§ Task: Set every entry down again precisely.

*** Data for this task ***

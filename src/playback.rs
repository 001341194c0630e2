use std::sync::Arc;

use tokio::sync::mpsc;
use tokio::time::{Instant, MissedTickBehavior};

use crate::config::TICK_INTERVAL;
use crate::errors::PlaybackError;
use crate::types::{PlaybackState, SessionId};

pub mod commands;
use commands::{ControlCommand, SessionCommand};
pub mod events;
use events::NotificationHub;
pub mod handlers;
pub mod state;
pub mod time;

// --- Session Actor ---

/// Sole owner of one session's state. Everything that mutates it, ticks
/// included, goes through `apply`.
struct SessionActor {
    session_id: SessionId,
    state: PlaybackState,
    hub: Arc<NotificationHub>,
}

impl SessionActor {
    fn apply(&mut self, command: ControlCommand) -> Result<PlaybackState, PlaybackError> {
        let next = handlers::reduce(&self.state, command).inspect_err(|e| {
            log::debug!("Session '{}': rejected {}: {}", self.session_id, command.name(), e);
        })?;
        if next == self.state {
            return Ok(next);
        }

        if self.state.is_playing && !next.is_playing && next.is_at_end() {
            log::info!(
                "Session '{}': reached end at {}",
                self.session_id,
                time::format_time(next.current_time)
            );
        }
        self.state = next.clone();

        if let Err(e) = self.hub.publish(&self.session_id, &self.state) {
            log::error!("Session '{}': failed to publish update: {}", self.session_id, e);
        }
        Ok(next)
    }
}

pub(crate) async fn run_session(
    session_id: SessionId,
    initial_state: PlaybackState,
    mut receiver: mpsc::Receiver<SessionCommand>,
    hub: Arc<NotificationHub>,
) {
    log::info!(
        "Session '{}': started (duration {})",
        session_id,
        time::format_time(initial_state.duration)
    );
    let mut actor = SessionActor {
        session_id,
        state: initial_state,
        hub,
    };

    let mut ticker = tokio::time::interval_at(Instant::now() + TICK_INTERVAL, TICK_INTERVAL);
    ticker.set_missed_tick_behavior(MissedTickBehavior::Delay);
    let mut shutdown_ack = None;

    loop {
        tokio::select! {
            maybe_command = receiver.recv() => {
                match maybe_command {
                    Some(SessionCommand::Apply { command, reply }) => {
                        log::debug!("Session '{}' received: {:?}", actor.session_id, command);
                        let was_playing = actor.state.is_playing;
                        let result = actor.apply(command);
                        if !was_playing && actor.state.is_playing {
                            // First tick lands one full period after the start.
                            ticker.reset();
                        }
                        // The caller may have gone away; the state is committed regardless.
                        let _ = reply.send(result);
                    }
                    Some(SessionCommand::Get(reply)) => {
                        let _ = reply.send(actor.state.clone());
                    }
                    Some(SessionCommand::Subscribe(reply)) => {
                        let subscription = actor.hub.subscribe(&actor.session_id, &actor.state);
                        let _ = reply.send(subscription);
                    }
                    Some(SessionCommand::Shutdown(done)) => {
                        log::info!("Session '{}': shutdown received", actor.session_id);
                        shutdown_ack = Some(done);
                        break;
                    }
                    None => {
                        log::info!("Session '{}': command channel closed", actor.session_id);
                        break;
                    }
                }
            }
            _ = ticker.tick(), if actor.state.is_playing => {
                log::trace!("Session '{}': tick at {}", actor.session_id, actor.state.current_time);
                if let Err(e) = actor.apply(ControlCommand::Tick) {
                    log::error!("Session '{}': tick failed: {}", actor.session_id, e);
                }
            }
        }
    }

    if let Err(e) = actor.hub.close_session(&actor.session_id) {
        log::error!("Session '{}': failed to close subscribers: {}", actor.session_id, e);
    }
    if let Some(done) = shutdown_ack {
        if done.send(()).is_err() {
            log::warn!("Session '{}': shutdown requester went away", actor.session_id);
        }
    }
    log::info!("Session '{}': stopped", actor.session_id);
}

*** End of Data for this task ***

§ Solved problem:
filename src/playback.rs
repository 001341194c0630e2
use std::sync::Arc;

use tokio::sync::mpsc;
use tokio::time::{Instant, MissedTickBehavior};

use crate::config::TICK_INTERVAL;
use crate::errors::PlaybackError;
use crate::types::{PlaybackState, SessionId};

pub mod commands;
use commands::{ControlCommand, SessionCommand};
pub mod events;
use events::NotificationHub;
pub mod handlers;
pub mod state;
pub mod time;

// --- Session Actor ---

/// Sole owner of one session's state. Everything that mutates it, ticks
/// included, goes through `apply`.
struct SessionActor {
    session_id: SessionId,
    state: PlaybackState,
    hub: Arc<NotificationHub>,
}

impl SessionActor {
    fn apply(&mut self, command: ControlCommand) -> Result<PlaybackState, PlaybackError> {
        let next = handlers::reduce(&self.state, command).inspect_err(|e| {
            log::debug!("Session '{}': rejected {}: {}", self.session_id, command.name(), e);
        })?;
        if next == self.state {
            return Ok(next);
        }

        if self.state.is_playing && !next.is_playing && next.is_at_end() {
            log::info!(
                "Session '{}': reached end at {}",
                self.session_id,
                time::format_time(next.current_time)
            );
        }
        self.state = next.clone();

        if let Err(e) = self.hub.publish(&self.session_id, &self.state) {
            log::error!("Session '{}': failed to publish update: {}", self.session_id, e);
        }
        Ok(next)
    }
}

pub(crate) async fn run_session(
    session_id: SessionId,
    initial_state: PlaybackState,
    mut receiver: mpsc::Receiver<SessionCommand>,
    hub: Arc<NotificationHub>,
) {
    log::info!(
        "Session '{}': started (duration {})",
        session_id,
        time::format_time(initial_state.duration)
    );
    let mut actor = SessionActor {
        session_id,
        state: initial_state,
        hub,
    };

    let mut ticker = tokio::time::interval_at(Instant::now() + TICK_INTERVAL, TICK_INTERVAL);
    ticker.set_missed_tick_behavior(MissedTickBehavior::Delay);
    let mut shutdown_ack = None;

    loop {
        tokio::select! {
            maybe_command = receiver.recv() => {
                match maybe_command {
                    Some(SessionCommand::Apply { command, reply }) => {
                        log::debug!("Session '{}' received: {:?}", actor.session_id, command);
                        let was_playing = actor.state.is_playing;
                        let result = actor.apply(command);
                        if !was_playing && actor.state.is_playing {
                            // First tick lands one full period after the start.
                            ticker.reset();
                        }
                        // The caller may have gone away; the state is committed regardless.
                        let _ = reply.send(result);
                    }
                    Some(SessionCommand::Get(reply)) => {
                        let _ = reply.send(actor.state.clone());
                    }
                    Some(SessionCommand::Subscribe(reply)) => {
                        let subscription = actor.hub.subscribe(&actor.session_id, &actor.state);
                        let _ = reply.send(subscription);
                    }
                    Some(SessionCommand::Shutdown(done)) => {
                        log::info!("Session '{}': shutdown received", actor.session_id);
                        shutdown_ack = Some(done);
                        break;
                    }
                    None => {
                        log::info!("Session '{}': command channel closed", actor.session_id);
                        break;
                    }
                }
            }
            _ = ticker.tick(), if actor.state.is_playing => {
                log::trace!("Session '{}': tick at {}", actor.session_id, actor.state.current_time);
                if let Err(e) = actor.apply(ControlCommand::Tick) {
                    log::error!("Session '{}': tick failed: {}", actor.session_id, e);
                }
            }
        }
    }

    if let Err(e) = actor.hub.close_session(&actor.session_id) {
        log::error!("Session '{}': failed to close subscribers: {}", actor.session_id, e);
    }
    if let Some(done) = shutdown_ack {
        if done.send(()).is_err() {
            log::warn!("Session '{}': shutdown requester went away", actor.session_id);
        }
    }
    log::info!("Session '{}': stopped", actor.session_id);
}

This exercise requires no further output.